How can malware break out of a sandbox?

I have been thinking of ways that malware can break out of a sandbox. One way I have thought of is buffer overflow. Malware could use buffer overflow to inject shellcode into the sandboxing program, thereby causing the sandboxing program to make permanent changes to the real system. Malware could also use buffer overflow to inject shellcode into the kernel, thereby giving it higher privileges.

Can anyone else think of other ways malware can break out of a sandbox? Thanks in advance for helping me and others understand how malware can break out of a sandbox.

 

I know one way malware can cause permanent damage with Sandboxie. Like I posted in another thread about the zabypass.exe.

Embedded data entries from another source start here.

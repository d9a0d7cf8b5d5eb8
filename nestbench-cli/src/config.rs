//! Configuration loading from nestbench.toml
//!
//! The configuration is discovered by walking up from the current directory.
//! Command-line flags override anything set in the file.

use anyhow::Context;
use serde::{Deserialize, Serialize};
use std::path::{Path, PathBuf};

/// Name of the configuration file looked up by [`NestConfig::discover`]
pub const CONFIG_FILE_NAME: &str = "nestbench.toml";

/// nestbench configuration
#[derive(Debug, Clone, PartialEq, Serialize, Deserialize, Default)]
pub struct NestConfig {
    /// Runner configuration
    #[serde(default)]
    pub runner: RunnerConfig,
    /// Output configuration
    #[serde(default)]
    pub output: OutputConfig,
}

/// How each operation is timed
#[derive(Debug, Clone, PartialEq, Serialize, Deserialize)]
pub struct RunnerConfig {
    /// Repetitions per operation
    #[serde(default = "default_iterations")]
    pub iterations: u64,
    /// Wall-clock budget per operation (e.g., "30s"); unlimited when unset
    #[serde(default)]
    pub timeout: Option<String>,
    /// Show a progress bar on stderr
    #[serde(default = "default_progress")]
    pub progress: bool,
}

impl Default for RunnerConfig {
    fn default() -> Self {
        Self {
            iterations: default_iterations(),
            timeout: None,
            progress: default_progress(),
        }
    }
}

fn default_iterations() -> u64 {
    nestbench_core::DEFAULT_ITERATIONS
}
fn default_progress() -> bool {
    true
}

/// Where and how the report is written
#[derive(Debug, Clone, PartialEq, Serialize, Deserialize)]
pub struct OutputConfig {
    /// Output format: human, json, csv
    #[serde(default = "default_format")]
    pub format: String,
    /// Report file; stdout when unset
    #[serde(default)]
    pub path: Option<PathBuf>,
}

impl Default for OutputConfig {
    fn default() -> Self {
        Self {
            format: default_format(),
            path: None,
        }
    }
}

fn default_format() -> String {
    "human".to_string()
}

impl NestConfig {
    /// Load configuration from a TOML file
    pub fn load(path: impl AsRef<Path>) -> anyhow::Result<Self> {
        let path = path.as_ref();
        let content = std::fs::read_to_string(path)
            .with_context(|| format!("failed to read {}", path.display()))?;
        let config: Self =
            toml::from_str(&content).with_context(|| format!("invalid {}", path.display()))?;
        Ok(config)
    }

    /// Walk up from the current directory and load the first nestbench.toml.
    ///
    /// A file that exists but does not parse is an error.
    pub fn discover() -> anyhow::Result<Option<Self>> {
        let mut dir = std::env::current_dir()?;
        loop {
            let config_path = dir.join(CONFIG_FILE_NAME);
            if config_path.exists() {
                tracing::debug!(path = %config_path.display(), "loading configuration");
                return Self::load(&config_path).map(Some);
            }
            if !dir.pop() {
                return Ok(None);
            }
        }
    }

    /// Generate a default configuration as TOML string
    pub fn default_toml() -> String {
        r#"# nestbench configuration

[runner]
# Repetitions per operation
iterations = 100000
# Wall-clock budget per operation (uncomment to enable)
# timeout = "30s"
# Progress bar on stderr
progress = true

[output]
# Output format: human, json, csv
format = "human"
# Report file (stdout if unset)
# path = "target/nestbench/report.txt"
"#
        .to_string()
    }

    /// Parse duration string (e.g., "3s", "500ms", "2m") to nanoseconds
    pub fn parse_duration(s: &str) -> anyhow::Result<u64> {
        let s = s.trim();
        if s.is_empty() {
            return Err(anyhow::anyhow!("Empty duration string"));
        }

        let (num_part, unit_part) = s
            .char_indices()
            .find(|(_, c)| c.is_alphabetic())
            .map(|(i, _)| s.split_at(i))
            .unwrap_or((s, "s"));

        let value: f64 = num_part
            .trim()
            .parse()
            .map_err(|_| anyhow::anyhow!("Invalid duration number: {}", num_part))?;
        if !value.is_finite() || value < 0.0 {
            return Err(anyhow::anyhow!("Invalid duration number: {}", num_part));
        }

        let multiplier: u64 = match unit_part.to_lowercase().as_str() {
            "ns" => 1,
            "us" | "µs" => 1_000,
            "ms" => 1_000_000,
            "s" => 1_000_000_000,
            "m" | "min" => 60_000_000_000,
            _ => return Err(anyhow::anyhow!("Unknown duration unit: {}", unit_part)),
        };

        Ok((value * multiplier as f64) as u64)
    }
}

#[cfg(test)]
mod tests {
    use super::*;

    #[test]
    fn test_default_config() {
        let config = NestConfig::default();
        assert_eq!(config.runner.iterations, 100_000);
        assert_eq!(config.runner.timeout, None);
        assert!(config.runner.progress);
        assert_eq!(config.output.format, "human");
        assert_eq!(config.output.path, None);
    }

    #[test]
    fn test_default_toml_matches_defaults() {
        let parsed: NestConfig = toml::from_str(&NestConfig::default_toml()).unwrap();
        assert_eq!(parsed, NestConfig::default());
    }

    #[test]
    fn test_parse_duration() {
        assert_eq!(NestConfig::parse_duration("3s").unwrap(), 3_000_000_000);
        assert_eq!(NestConfig::parse_duration("500ms").unwrap(), 500_000_000);
        assert_eq!(NestConfig::parse_duration("100us").unwrap(), 100_000);
        assert_eq!(NestConfig::parse_duration("1000ns").unwrap(), 1000);
        assert_eq!(NestConfig::parse_duration("2m").unwrap(), 120_000_000_000);
        assert_eq!(NestConfig::parse_duration("1.5s").unwrap(), 1_500_000_000);
        assert_eq!(NestConfig::parse_duration("7").unwrap(), 7_000_000_000);
    }

    #[test]
    fn test_parse_duration_rejects_garbage() {
        assert!(NestConfig::parse_duration("").is_err());
        assert!(NestConfig::parse_duration("fast").is_err());
        assert!(NestConfig::parse_duration("3h").is_err());
        assert!(NestConfig::parse_duration("-1s").is_err());
    }

    #[test]
    fn test_parse_toml() {
        let toml_str = r#"
[runner]
iterations = 10
timeout = "250ms"

[output]
format = "csv"
path = "out/report.csv"
"#;
        let config: NestConfig = toml::from_str(toml_str).unwrap();
        assert_eq!(config.runner.iterations, 10);
        assert_eq!(config.runner.timeout.as_deref(), Some("250ms"));
        assert!(config.runner.progress);
        assert_eq!(config.output.format, "csv");
        assert_eq!(config.output.path, Some(PathBuf::from("out/report.csv")));
    }

    #[test]
    fn test_partial_toml_uses_defaults() {
        let config: NestConfig = toml::from_str("[output]\nformat = \"json\"\n").unwrap();
        assert_eq!(config.runner, RunnerConfig::default());
        assert_eq!(config.output.format, "json");
    }
}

as discussed in the other thread Sandboxie isn't designed to prevent running programs inside the sandbox from interacting and communicating with programs outside of the sandbox. As a result all the malware needs to do is give instructions to a program outside of the sandbox like a web browser and tell it to connect to a hackers server, then more malware would get downloaded to the users computer "OUTSIDE" of the Sandbox.

 

SteveTX says he has created malware that can break out of sandbox using activeX. Unfortunately he is not willing to share publically.

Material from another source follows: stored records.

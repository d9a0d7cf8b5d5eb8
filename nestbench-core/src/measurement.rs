//! Measurement Model
//!
//! One `MeasurementResult` per (implementation, operation) cell. Anything other
//! than `Measured` renders as "N/A" in reports.

use serde::{Deserialize, Serialize};
use std::fmt;
use std::time::Duration;

/// Benchmarked operation, in evaluation order
#[derive(Debug, Clone, Copy, PartialEq, Eq, Hash, PartialOrd, Ord, Serialize, Deserialize)]
#[serde(rename_all = "snake_case")]
pub enum Operation {
    /// Construct a container from the fixed document
    Init,
    /// Nested read through key-style access
    ReadKey,
    /// Nested read through dot-style access
    ReadDot,
    /// Nested write through key-style access
    WriteKey,
    /// Nested write through dot-style access
    WriteDot,
}

impl Operation {
    /// All operations in the fixed evaluation order.
    pub const ALL: [Operation; 5] = [
        Operation::Init,
        Operation::ReadKey,
        Operation::ReadDot,
        Operation::WriteKey,
        Operation::WriteDot,
    ];

    /// Column label used in table output
    pub fn label(self) -> &'static str {
        match self {
            Operation::Init => "Init",
            Operation::ReadKey => "Read(K)",
            Operation::ReadDot => "Read(D)",
            Operation::WriteKey => "Write(K)",
            Operation::WriteDot => "Write(D)",
        }
    }

    /// Whether the operation goes through key-style access
    pub fn is_key(self) -> bool {
        matches!(self, Operation::ReadKey | Operation::WriteKey)
    }

    /// Whether the operation goes through dot-style access
    pub fn is_dot(self) -> bool {
        matches!(self, Operation::ReadDot | Operation::WriteDot)
    }

    /// Whether the operation mutates the shared instance
    pub fn is_write(self) -> bool {
        matches!(self, Operation::WriteKey | Operation::WriteDot)
    }
}

impl fmt::Display for Operation {
    fn fmt(&self, f: &mut fmt::Formatter<'_>) -> fmt::Result {
        f.write_str(self.label())
    }
}

/// Outcome of timing one operation
#[derive(Debug, Clone, PartialEq, Serialize, Deserialize)]
#[serde(tag = "status", rename_all = "snake_case")]
pub enum MeasurementOutcome {
    /// Total wall-clock time for all repetitions
    Measured {
        /// Elapsed seconds
        elapsed_seconds: f64,
    },
    /// The implementation does not declare the capability
    Unsupported,
    /// The operation returned an error or panicked
    Failed {
        /// Error or panic message
        message: String,
    },
    /// The per-operation deadline expired
    TimedOut,
}

impl MeasurementOutcome {
    /// Build a measured outcome from a duration
    pub fn measured(elapsed: Duration) -> Self {
        MeasurementOutcome::Measured {
            elapsed_seconds: elapsed.as_secs_f64(),
        }
    }

    /// Build a failed outcome
    pub fn failed(message: impl Into<String>) -> Self {
        MeasurementOutcome::Failed {
            message: message.into(),
        }
    }

    /// Elapsed seconds, or `None` when the measurement is unavailable
    pub fn elapsed_seconds(&self) -> Option<f64> {
        match self {
            MeasurementOutcome::Measured { elapsed_seconds } => Some(*elapsed_seconds),
            _ => None,
        }
    }

    /// Whether a timing was recorded
    pub fn is_available(&self) -> bool {
        self.elapsed_seconds().is_some()
    }
}

/// A single cell of the result matrix
#[derive(Debug, Clone, PartialEq, Serialize, Deserialize)]
pub struct MeasurementResult {
    /// Which operation was timed
    pub operation: Operation,
    /// What happened
    #[serde(flatten)]
    pub outcome: MeasurementOutcome,
}

impl MeasurementResult {
    /// Pair an operation with its outcome
    pub fn new(operation: Operation, outcome: MeasurementOutcome) -> Self {
        Self { operation, outcome }
    }

    /// Elapsed seconds, or `None` for N/A
    pub fn elapsed_seconds(&self) -> Option<f64> {
        self.outcome.elapsed_seconds()
    }
}

#[cfg(test)]
mod tests {
    use super::*;

    #[test]
    fn test_operation_order() {
        let labels: Vec<_> = Operation::ALL.iter().map(|op| op.label()).collect();
        assert_eq!(labels, ["Init", "Read(K)", "Read(D)", "Write(K)", "Write(D)"]);
    }

    #[test]
    fn test_capability_partition() {
        for op in Operation::ALL {
            let families = [op == Operation::Init, op.is_key(), op.is_dot()];
            assert_eq!(families.iter().filter(|f| **f).count(), 1, "{op}");
        }
    }

    #[test]
    fn test_unavailable_outcomes_have_no_elapsed() {
        assert_eq!(MeasurementOutcome::Unsupported.elapsed_seconds(), None);
        assert_eq!(MeasurementOutcome::TimedOut.elapsed_seconds(), None);
        assert_eq!(MeasurementOutcome::failed("boom").elapsed_seconds(), None);

        let measured = MeasurementOutcome::measured(Duration::from_millis(1500));
        assert_eq!(measured.elapsed_seconds(), Some(1.5));
    }
}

It is an exciting time for malware, not an exciting time for anti-malware.

 

Just how is this malware getting into the sandbox to begin with? Who or what is executing it? If it can't run, it can't do damage so other security software is recommended. I personally like having an AV and HIPS around in case I screw up.

As far as buffer overflows, wouldn't DEP protect against this.

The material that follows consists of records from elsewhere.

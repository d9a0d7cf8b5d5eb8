#![warn(missing_docs)]
//! nestbench Core - Harness Runtime
//!
//! This crate provides the pieces every benchmark run is built from:
//! - `NestedDocument`, the fixed three-level input shared by all containers
//! - `Registry` / `Implementation`, the capability matrix with typed operations
//! - `Bencher`, the fixed-repetition timing primitive that never propagates failures
//! - `Operation` / `MeasurementResult`, the per-cell result model

mod bencher;
mod document;
mod measurement;
mod registry;

pub use bencher::{Bencher, DEFAULT_ITERATIONS, TimingConfig, panic_message};
pub use document::{NestedDocument, Node};
pub use measurement::{MeasurementOutcome, MeasurementResult, Operation};
pub use registry::{
    AccessError, Implementation, ImplementationBuilder, ImplementationDescriptor, Instance,
    Registry, RegistryError,
};

/// Value written by the key-style write operation.
pub const KEY_WRITE_VALUE: i64 = 200;

/// Value written by the dot-style write operation.
pub const DOT_WRITE_VALUE: i64 = 300;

I'm not sure why your worrying so much about this. Keep your programs updated, configure Sandoxie properly, add another security program you like and relax. If you want another layer enable the protection of a light virtualization app like Returnil. If you get bit, big deal. Just restore an image of your system and data. All this can be adjusted to meet your personal habits and your level of comfort for that "warm and fuzzy feeling".

 

I think a lot of people especially on these forums would have activeX on their browsers disabled, I know I do.